Tuesday, August 1st, 2017

Summer is the perfect time to slow down, create some space and listen to what is truly calling us.   Sometimes in our busy lives we get distracted and disconnected from what Judith Wright calls our deepest yearnings.  In her book “Soft Addictions”    Judith invites us to consider how much of our time is spent in activities that could be considered addictive.  These are activities that seem “normal” in our culture e.g., watching tv, constant busyness, shopping, surfing the internet, talking about others.  However, they may be preventing us from living life from a more place that is more alignment with who we truly are.

So what is the antidote to these soft addictions.  Well becoming aware of them might be the first step.  So anything that cultivates mindfulness will assist; meditation, yoga, spending some time in nature, authentic movement.  Just slowing down and creating some space in our day will also also go a long way. I also find it helpful to engage in a practice of enquiry?  Taking the time to journal or explore with a good friend:

  1. What am I feeling right now?
  2. How does my body feel?
  3. What would contribute to my health and wellbeing today?
  4. Is there something I am avoiding which would be helpful to take care of?
  5. What would be most nourishing to me?

As always, be gentle and compassionate with yourself in your enquiry.   It takes great courage to break free from our habitual patterns that may not be serving us.  This enquiry is not about making ourselves feel wrong or bad for our choices but, moreover, to become more intimate with ourselves so we can engage in life in ways that open us up more and more to who we are. Our heart and soul yearns for activities that contribute to our growth, our aliveness and our creativity.

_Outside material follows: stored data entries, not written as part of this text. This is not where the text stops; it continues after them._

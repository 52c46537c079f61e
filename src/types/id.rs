//! Identity types.

use core::fmt;
use serde::{Deserialize, Serialize};

#[derive(Clone, Copy, Debug, PartialEq, Eq, PartialOrd, Ord, Hash, Default, Serialize, Deserialize)]
#[repr(transparent)]
pub struct ApplicationId(pub u64);

#[derive(Clone, Copy, Debug, PartialEq, Eq, PartialOrd, Ord, Hash, Default, Serialize, Deserialize)]
#[repr(transparent)]
pub struct EventId(pub u64);

/// Logical clock of the controller: bumped once per accepted command.
#[derive(Clone, Copy, Debug, PartialEq, Eq, PartialOrd, Ord, Hash, Default, Serialize, Deserialize)]
#[repr(transparent)]
pub struct Version(pub u64);

impl Version {
    pub fn next(&self) -> Self {
        Version(self.0 + 1)
    }
}

impl fmt::Display for ApplicationId {
    fn fmt(&self, f: &mut fmt::Formatter<'_>) -> fmt::Result {
        write!(f, "{}", self.0)
    }
}

impl fmt::Display for EventId {
    fn fmt(&self, f: &mut fmt::Formatter<'_>) -> fmt::Result {
        write!(f, "{}", self.0)
    }
}

impl fmt::Display for Version {
    fn fmt(&self, f: &mut fmt::Formatter<'_>) -> fmt::Result {
        write!(f, "v{}", self.0)
    }
}
// Copyright (c) 2025 Varshith Gudur. Licensed under AGPLv3.
use serde::{Deserialize, Serialize};

use hidra_controller::protocol::event_store::Event;
use hidra_controller::protocol::replies::Reply;
use hidra_controller::protocol::reputation::Standing;
use hidra_controller::protocol::resolver::Resolution;
use hidra_controller::proof::StateProof;
use hidra_controller::types::{Address, ApplicationId, EventId, EventState, Score, Version};

use crate::errors::EngineError;

#[derive(Deserialize)]
pub struct RegisterNodeRequest {
    pub spec: String,
}

#[derive(Serialize, Deserialize)]
pub struct RegisterNodeResponse {
    pub address: Address,
    /// False when an existing registration was overwritten.
    pub created: bool,
}

#[derive(Deserialize)]
pub struct RegisterApplicationRequest {
    pub info: String,
    #[serde(default)]
    pub required_specs: Vec<String>,
    #[serde(default)]
    pub multi_reply_allowed: bool,
}

#[derive(Serialize, Deserialize)]
pub struct RegisterApplicationResponse {
    pub id: ApplicationId,
}

#[derive(Deserialize)]
pub struct SendEventRequest {
    pub payload: String,
    pub application_id: ApplicationId,
}

#[derive(Serialize, Deserialize)]
pub struct SendEventResponse {
    pub id: EventId,
}

/// A score as clients send it: a JSON number, or a decimal string for values beyond
/// what their number type holds exactly.
#[derive(Deserialize, Debug, Clone, PartialEq)]
#[serde(untagged)]
pub enum ScoreValue {
    Number(i64),
    Text(String),
}

impl ScoreValue {
    pub fn to_i64(&self) -> Result<i64, EngineError> {
        match self {
            ScoreValue::Number(n) => Ok(*n),
            ScoreValue::Text(s) => s
                .trim()
                .parse()
                .map_err(|_| EngineError::InvalidInput(format!("score '{}' is not a signed 64-bit integer", s))),
        }
    }
}

/// `{"scores": [["0x..", 3], ["0x..", "-2"]]}`
#[derive(Deserialize)]
pub struct SendReplyRequest {
    #[serde(default)]
    pub scores: Vec<(Address, ScoreValue)>,
}

impl SendReplyRequest {
    pub fn into_scores(self) -> Result<Vec<Score>, EngineError> {
        self.scores
            .into_iter()
            .map(|(target, value)| Ok(Score::new(target, value.to_i64()?)))
            .collect()
    }
}

#[derive(Serialize, Deserialize)]
pub struct SendReplyResponse {
    pub event_id: EventId,
    /// Scores that landed on registered nodes' reputation.
    pub credited: usize,
}

#[derive(Deserialize)]
pub struct VoteRequest {
    pub candidate: Address,
}

#[derive(Serialize, Deserialize)]
pub struct VoteResponse {
    pub event_id: EventId,
    pub elected_solver: Option<Address>,
    pub votes: usize,
    pub quorum: usize,
}

#[derive(Serialize, Deserialize)]
pub struct SolveResponse {
    pub event_id: EventId,
    pub solver: Address,
}

#[derive(Serialize)]
pub struct VoteView {
    pub voter: Address,
    pub candidate: Address,
}

#[derive(Serialize)]
pub struct TallyView {
    pub candidate: Address,
    pub votes: usize,
}

#[derive(Serialize)]
pub struct EventView {
    pub id: EventId,
    pub application_id: ApplicationId,
    pub payload: String,
    pub sender: Address,
    pub created_at: Version,
    pub state: EventState,
    /// In submission order.
    pub replies: Vec<Reply>,
    pub votes: Vec<VoteView>,
    pub tally: Vec<TallyView>,
    pub elected_solver: Option<Address>,
    pub resolution: Option<Resolution>,
}

impl EventView {
    pub fn new(event: &Event) -> Self {
        Self {
            id: event.id,
            application_id: event.application_id,
            payload: event.payload.clone(),
            sender: event.sender,
            created_at: event.created_at,
            state: event.state(),
            replies: event.replies_in_order().into_iter().cloned().collect(),
            votes: event
                .votes()
                .map(|(voter, candidate)| VoteView { voter: *voter, candidate: *candidate })
                .collect(),
            tally: hidra_controller::protocol::election::tally(event)
                .into_iter()
                .map(|(candidate, votes)| TallyView { candidate, votes })
                .collect(),
            elected_solver: event.elected_solver(),
            resolution: event.resolution().cloned(),
        }
    }
}

#[derive(Serialize)]
pub struct ReputationResponse {
    pub event_id: EventId,
    pub standings: Vec<Standing>,
}

#[derive(Serialize, Deserialize)]
pub struct ProofResponse {
    pub protocol_version: u32,
    pub version: u64,
    pub journal_hash: String,
    pub state_hash: String,
    pub snapshot_hash: Option<String>,
}

impl ProofResponse {
    pub fn new(proof: &StateProof, snapshot_hash: Option<[u8; 32]>) -> Self {
        Self {
            protocol_version: proof.protocol_version,
            version: proof.version,
            journal_hash: hex::encode(proof.journal_hash),
            state_hash: hex::encode(proof.state_hash),
            snapshot_hash: snapshot_hash.map(hex::encode),
        }
    }
}

#[derive(Deserialize, Default)]
pub struct SnapshotSaveRequest {
    pub path: Option<String>,
}

#[derive(Serialize, Deserialize)]
pub struct SnapshotSaveResponse {
    pub success: bool,
    pub path: String,
    pub version: u64,
}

I will be on vacation during the month of August so Vivianne’s Musings will return in September.  To assist you in your slowing down process I have included a short guided meditation.

Have a beautiful summer, everyone.

Much love,

Vivianne

The Practice of Allowing

Monday, September 19th, 2011

I love summer. As a child I spent my summers on the beach in Spain.  A time of absolute freedom and connection to what I believe matters the most i.e. people, great food, nature, dance, deep connection with my body and the joy of being alive.  Every summer it is as if my body remembers.  As if my body goes to that place where it wants to be lying on a beach, having a simple life, drawing circles in the sand.  Even though I don`t now spend months on a beach (and would not necessarily want to) I do find myself recreating that feeling within whatever experiences I am having.  It is a time to taste food better, to connect with friends, to be outside, to feel my feet on the floor, on the sand, on the rocks or on the grass. A time to swim in oceans, lakes and pools.  A time of sensuality and pleasure where I feel exquisitely alive.  As summer draws to a close I find my mind wanting to make fall bad. My mind wants me to complain and whine. At times I find myself resisting the beauty of fall, what fall has to offer.  Yet, I know my heart loves fall. At this point in my life, fall is filled with all kinds of succulent experiences.  The problem is my mind can get stuck in the past where maybe this was not true. When I breathe into the reality of my life now a different truth emerges.  My heart actually loves all the seasons as my heart knows that life is precious and cannot afford to be in discord with whatever is showing up in my life.  My heart loves life and wants me to enjoy every precious moment whether it be playing in the sand, gathering fall leaves, shoveling snow or seeking eagerly those early signs of spring.  So this fall I am practicing allowing and being in a place of non resistance.  I am asking my mind to let go of the notion that things have to be a certain way so that I can just be with what is.  When resistance shows up I just notice it, breathe into it and let it go.  Today and each day I choose to enjoy life.